TRAILL, THOMAS STEWART (1781–1862), professor of medical jurisprudence, son of Thomas Traill (d. 1782) and his wife Lucia, was born at Kirkwall in Orkney, of which place his father was minister, on 29 Oct. 1781. He graduated in medicine in the university of Edinburgh in 1802, where he was a fellow student of Lord Brougham and Sir David Brewster. He settled in Liverpool in 1803, and continued in practice there till 1832, when he was appointed to the chair of medical jurisprudence in the Edinburgh University. He was admitted a fellow of the Royal College of Physicians in Edinburgh on 7 May 1833, and became its president on 2 Dec. 1852. He died at Edinburgh on 30 July 1862. He was elected a fellow of the Royal Society of Edinburgh in 1819.

Traill took great pleasure in lecturing, and delivered many lectures in Liverpool, where he was prime mover in founding the Literary and Philosophical Society of Liverpool, of which he was the first secretary, and assisted in establishing the Royal Institution and the Liverpool Mechanics' Institution.
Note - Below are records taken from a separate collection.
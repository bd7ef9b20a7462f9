//! Storage account credentials and connection strings.
//!
//! Every way of pointing the transport at an account (raw account name and
//! key, a credentials value, a parsed connection string, the local emulator)
//! ends up as a [`StorageAccount`], which is the only thing that can create a
//! queue client. Secret material is zeroized on drop and never printed.

use crate::client::QueueClient;
use crate::providers::AzureStorageQueueClient;
use base64::{engine::general_purpose::STANDARD, Engine as _};
use hmac::{Hmac, Mac};
use sha2::Sha256;
use std::collections::HashMap;
use std::fmt;
use std::sync::Arc;
use thiserror::Error;
use url::Url;
use zeroize::Zeroizing;

#[cfg(test)]
#[path = "credentials_tests.rs"]
mod tests;

type HmacSha256 = Hmac<Sha256>;

/// Account name used by the local storage emulator
pub const DEVELOPMENT_ACCOUNT_NAME: &str = "devstoreaccount1";

/// Well-known, public key of the local storage emulator account
pub const DEVELOPMENT_ACCOUNT_KEY: &str =
    "Eby8vdM02xNOcqFlqUwJPLlmEtlCDXJ1OUzFT50uSRZ6IFsuFq2UVErCz4I6tq/K1SZFPTOtr/KBHBeksoGMGw==";

/// Queue endpoint of the local storage emulator
pub const DEVELOPMENT_QUEUE_ENDPOINT: &str = "http://127.0.0.1:10001/devstoreaccount1";

const DEFAULT_ENDPOINT_SUFFIX: &str = "core.windows.net";

/// Errors raised while validating credentials or parsing connection strings
#[derive(Debug, Error)]
pub enum CredentialsError {
    #[error("Storage account name is required")]
    MissingAccountName,

    #[error("Invalid storage account name '{name}': {reason}")]
    InvalidAccountName { name: String, reason: String },

    #[error("Storage account key is required")]
    MissingAccountKey,

    #[error("Storage account key is invalid: {reason}")]
    InvalidAccountKey { reason: String },

    #[error("Shared access signature is empty")]
    EmptySignature,

    #[error("Storage account has no credentials")]
    MissingCredentials,

    #[error("Malformed connection string: {reason}")]
    MalformedConnectionString { reason: String },

    #[error("Invalid queue endpoint '{endpoint}': {source}")]
    InvalidEndpoint {
        endpoint: String,
        #[source]
        source: url::ParseError,
    },

    #[error("HTTP client could not be created: {0}")]
    HttpClient(#[source] reqwest::Error),
}

// ============================================================================
// Credentials
// ============================================================================

/// Authentication material for a storage account
#[derive(Clone)]
pub enum StorageCredentials {
    /// Account name plus the decoded account key, used for Shared Key signing
    SharedKey {
        account_name: String,
        key: Zeroizing<Vec<u8>>,
    },
    /// Pre-signed shared access signature query string (without leading `?`)
    SharedAccessSignature { token: Zeroizing<String> },
}

impl StorageCredentials {
    /// Build Shared Key credentials from an account name and base64 account key
    pub fn shared_key(account_name: &str, account_key: &str) -> Result<Self, CredentialsError> {
        validate_account_name(account_name)?;

        if account_key.is_empty() {
            return Err(CredentialsError::MissingAccountKey);
        }

        let key = STANDARD
            .decode(account_key.trim())
            .map_err(|e| CredentialsError::InvalidAccountKey {
                reason: e.to_string(),
            })?;

        if key.is_empty() {
            return Err(CredentialsError::MissingAccountKey);
        }

        Ok(Self::SharedKey {
            account_name: account_name.to_string(),
            key: Zeroizing::new(key),
        })
    }

    /// Build credentials from a shared access signature token
    pub fn shared_access_signature(token: &str) -> Result<Self, CredentialsError> {
        let token = token.trim().trim_start_matches('?');
        if token.is_empty() {
            return Err(CredentialsError::EmptySignature);
        }

        Ok(Self::SharedAccessSignature {
            token: Zeroizing::new(token.to_string()),
        })
    }

    /// Account name embedded in the credentials, if any
    pub fn account_name(&self) -> Option<&str> {
        match self {
            Self::SharedKey { account_name, .. } => Some(account_name),
            Self::SharedAccessSignature { .. } => None,
        }
    }

    /// Compute the Shared Key `Authorization` header value for `string_to_sign`
    ///
    /// Returns `Ok(None)` for SAS credentials, which authenticate through the
    /// query string instead.
    pub fn authorization(&self, string_to_sign: &str) -> Result<Option<String>, CredentialsError> {
        match self {
            Self::SharedKey { account_name, key } => {
                let mut mac = HmacSha256::new_from_slice(key).map_err(|e| {
                    CredentialsError::InvalidAccountKey {
                        reason: e.to_string(),
                    }
                })?;
                mac.update(string_to_sign.as_bytes());
                let signature = STANDARD.encode(mac.finalize().into_bytes());
                Ok(Some(format!("SharedKey {}:{}", account_name, signature)))
            }
            Self::SharedAccessSignature { .. } => Ok(None),
        }
    }

    /// SAS token to append to request URLs, if these are SAS credentials
    pub fn sas_token(&self) -> Option<&str> {
        match self {
            Self::SharedKey { .. } => None,
            Self::SharedAccessSignature { token } => Some(token.as_str()),
        }
    }
}

impl fmt::Debug for StorageCredentials {
    fn fmt(&self, f: &mut fmt::Formatter<'_>) -> fmt::Result {
        match self {
            Self::SharedKey { account_name, .. } => f
                .debug_struct("SharedKey")
                .field("account_name", account_name)
                .field("key", &"<REDACTED>")
                .finish(),
            Self::SharedAccessSignature { .. } => f
                .debug_struct("SharedAccessSignature")
                .field("token", &"<REDACTED>")
                .finish(),
        }
    }
}

fn validate_account_name(name: &str) -> Result<(), CredentialsError> {
    if name.is_empty() {
        return Err(CredentialsError::MissingAccountName);
    }

    if name.len() < 3 || name.len() > 24 {
        return Err(CredentialsError::InvalidAccountName {
            name: name.to_string(),
            reason: "must be 3-24 characters".to_string(),
        });
    }

    if !name
        .chars()
        .all(|c| c.is_ascii_lowercase() || c.is_ascii_digit())
    {
        return Err(CredentialsError::InvalidAccountName {
            name: name.to_string(),
            reason: "only lowercase letters and digits allowed".to_string(),
        });
    }

    Ok(())
}

// ============================================================================
// Storage Account
// ============================================================================

/// A storage account: where the queue service lives and how to authenticate
///
/// `StorageAccount::default()` is an unconfigured account; it exists so that
/// configuration can be assembled incrementally, and is rejected by
/// [`StorageAccount::create_queue_client`].
#[derive(Debug, Clone, Default)]
pub struct StorageAccount {
    account_name: String,
    credentials: Option<StorageCredentials>,
    use_https: bool,
    endpoint_suffix: Option<String>,
    queue_endpoint: Option<Url>,
}

impl StorageAccount {
    /// Account addressed through the public endpoint derived from the account name
    pub fn new(credentials: StorageCredentials, use_https: bool) -> Result<Self, CredentialsError> {
        let account_name = credentials
            .account_name()
            .ok_or(CredentialsError::MissingAccountName)?
            .to_string();

        Ok(Self {
            account_name,
            credentials: Some(credentials),
            use_https,
            endpoint_suffix: None,
            queue_endpoint: None,
        })
    }

    /// Account addressed through an explicit queue endpoint
    pub fn with_queue_endpoint(
        account_name: &str,
        credentials: StorageCredentials,
        endpoint: &str,
    ) -> Result<Self, CredentialsError> {
        validate_account_name(account_name)?;
        let url = parse_endpoint(endpoint)?;

        Ok(Self {
            account_name: account_name.to_string(),
            credentials: Some(credentials),
            use_https: url.scheme() == "https",
            endpoint_suffix: None,
            queue_endpoint: Some(url),
        })
    }

    /// The local storage emulator account
    pub fn development() -> Result<Self, CredentialsError> {
        let credentials =
            StorageCredentials::shared_key(DEVELOPMENT_ACCOUNT_NAME, DEVELOPMENT_ACCOUNT_KEY)?;
        Self::with_queue_endpoint(
            DEVELOPMENT_ACCOUNT_NAME,
            credentials,
            DEVELOPMENT_QUEUE_ENDPOINT,
        )
    }

    /// Parse a storage connection string
    ///
    /// Recognized keys: `DefaultEndpointsProtocol`, `AccountName`,
    /// `AccountKey`, `SharedAccessSignature`, `EndpointSuffix`,
    /// `QueueEndpoint`, `UseDevelopmentStorage`. Keys are case-insensitive;
    /// unknown keys (for other services) are ignored.
    pub fn parse(connection_string: &str) -> Result<Self, CredentialsError> {
        let settings = parse_settings(connection_string)?;
        let get = |key: &str| settings.get(key).map(String::as_str);

        if let Some(flag) = get("usedevelopmentstorage") {
            if flag.eq_ignore_ascii_case("true") {
                return Self::development();
            }
            return Err(malformed("UseDevelopmentStorage only supports 'true'"));
        }

        let use_https = match get("defaultendpointsprotocol") {
            None => true,
            Some(p) if p.eq_ignore_ascii_case("https") => true,
            Some(p) if p.eq_ignore_ascii_case("http") => false,
            Some(p) => {
                return Err(malformed(&format!(
                    "unsupported DefaultEndpointsProtocol '{}'",
                    p
                )))
            }
        };

        let account_name = get("accountname").unwrap_or_default();
        let credentials = match (get("accountkey"), get("sharedaccesssignature")) {
            (Some(_), Some(_)) => {
                return Err(malformed(
                    "AccountKey and SharedAccessSignature are mutually exclusive",
                ))
            }
            (Some(key), None) => StorageCredentials::shared_key(account_name, key)?,
            (None, Some(token)) => StorageCredentials::shared_access_signature(token)?,
            (None, None) => return Err(CredentialsError::MissingCredentials),
        };

        if let Some(endpoint) = get("queueendpoint") {
            let url = parse_endpoint(endpoint)?;
            let account_name = match account_name {
                "" => url
                    .host_str()
                    .and_then(|host| host.split('.').next())
                    .unwrap_or_default()
                    .to_string(),
                name => name.to_string(),
            };
            validate_account_name(&account_name)?;

            return Ok(Self {
                account_name,
                credentials: Some(credentials),
                use_https: url.scheme() == "https",
                endpoint_suffix: None,
                queue_endpoint: Some(url),
            });
        }

        validate_account_name(account_name)?;
        Ok(Self {
            account_name: account_name.to_string(),
            credentials: Some(credentials),
            use_https,
            endpoint_suffix: get("endpointsuffix").map(str::to_string),
            queue_endpoint: None,
        })
    }

    pub fn account_name(&self) -> &str {
        &self.account_name
    }

    pub fn credentials(&self) -> Option<&StorageCredentials> {
        self.credentials.as_ref()
    }

    pub fn use_https(&self) -> bool {
        self.use_https
    }

    /// Base URL of the queue service, always ending in `/`
    pub fn queue_endpoint(&self) -> Result<Url, CredentialsError> {
        if let Some(url) = &self.queue_endpoint {
            return Ok(url.clone());
        }

        if self.account_name.is_empty() {
            return Err(CredentialsError::MissingAccountName);
        }

        let scheme = if self.use_https { "https" } else { "http" };
        let suffix = self
            .endpoint_suffix
            .as_deref()
            .unwrap_or(DEFAULT_ENDPOINT_SUFFIX);
        parse_endpoint(&format!(
            "{}://{}.queue.{}/",
            scheme, self.account_name, suffix
        ))
    }

    /// URL of a single queue: `{queue endpoint}/{queue name}`
    pub fn queue_url(&self, queue_name: &str) -> Result<Url, CredentialsError> {
        let endpoint = self.queue_endpoint()?;
        endpoint
            .join(queue_name)
            .map_err(|source| CredentialsError::InvalidEndpoint {
                endpoint: endpoint.to_string(),
                source,
            })
    }

    /// Create a REST queue client for this account
    pub fn create_queue_client(&self) -> Result<Arc<dyn QueueClient>, CredentialsError> {
        if self.account_name.is_empty() {
            return Err(CredentialsError::MissingAccountName);
        }
        if self.credentials.is_none() {
            return Err(CredentialsError::MissingCredentials);
        }

        let client = AzureStorageQueueClient::new(self.clone())?;
        Ok(Arc::new(client))
    }
}

fn malformed(reason: &str) -> CredentialsError {
    CredentialsError::MalformedConnectionString {
        reason: reason.to_string(),
    }
}

fn parse_settings(connection_string: &str) -> Result<HashMap<String, String>, CredentialsError> {
    let mut settings = HashMap::new();

    for segment in connection_string.split(';') {
        let segment = segment.trim();
        if segment.is_empty() {
            continue;
        }

        let (key, value) = segment
            .split_once('=')
            .ok_or_else(|| malformed(&format!("segment without '=': '{}'", key_only(segment))))?;

        let key = key.trim().to_ascii_lowercase();
        if key.is_empty() {
            return Err(malformed("empty key"));
        }

        if settings.insert(key.clone(), value.trim().to_string()).is_some() {
            return Err(malformed(&format!("duplicate key '{}'", key)));
        }
    }

    if settings.is_empty() {
        return Err(malformed("no settings found"));
    }

    Ok(settings)
}

// Segments without '=' might be a pasted secret; only echo a short prefix.
fn key_only(segment: &str) -> String {
    segment.chars().take(8).collect::<String>() + "..."
}

fn parse_endpoint(endpoint: &str) -> Result<Url, CredentialsError> {
    let normalized = if endpoint.ends_with('/') {
        endpoint.to_string()
    } else {
        format!("{}/", endpoint)
    };

    Url::parse(&normalized).map_err(|source| CredentialsError::InvalidEndpoint {
        endpoint: endpoint.to_string(),
        source,
    })
}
He had a very tenacious memory, but trusted too much to it. He was editor of the eighth edition of the ‘Encyclopædia Britannica,’ to which he contributed many articles, but much of the work, owing to his ill-health, was edited by Adam Black. He wrote:

  1. ‘De usu aquæ frigidæ in typho externo,’ Edinburgh, 1802, 8vo.
  2. ‘Outlines of a Course of Lectures on Medical Jurisprudence,’ Edinburgh, 1836, 12mo; 2nd edit. 1840, and Philadelphia, 1841; 3rd edit. 1857.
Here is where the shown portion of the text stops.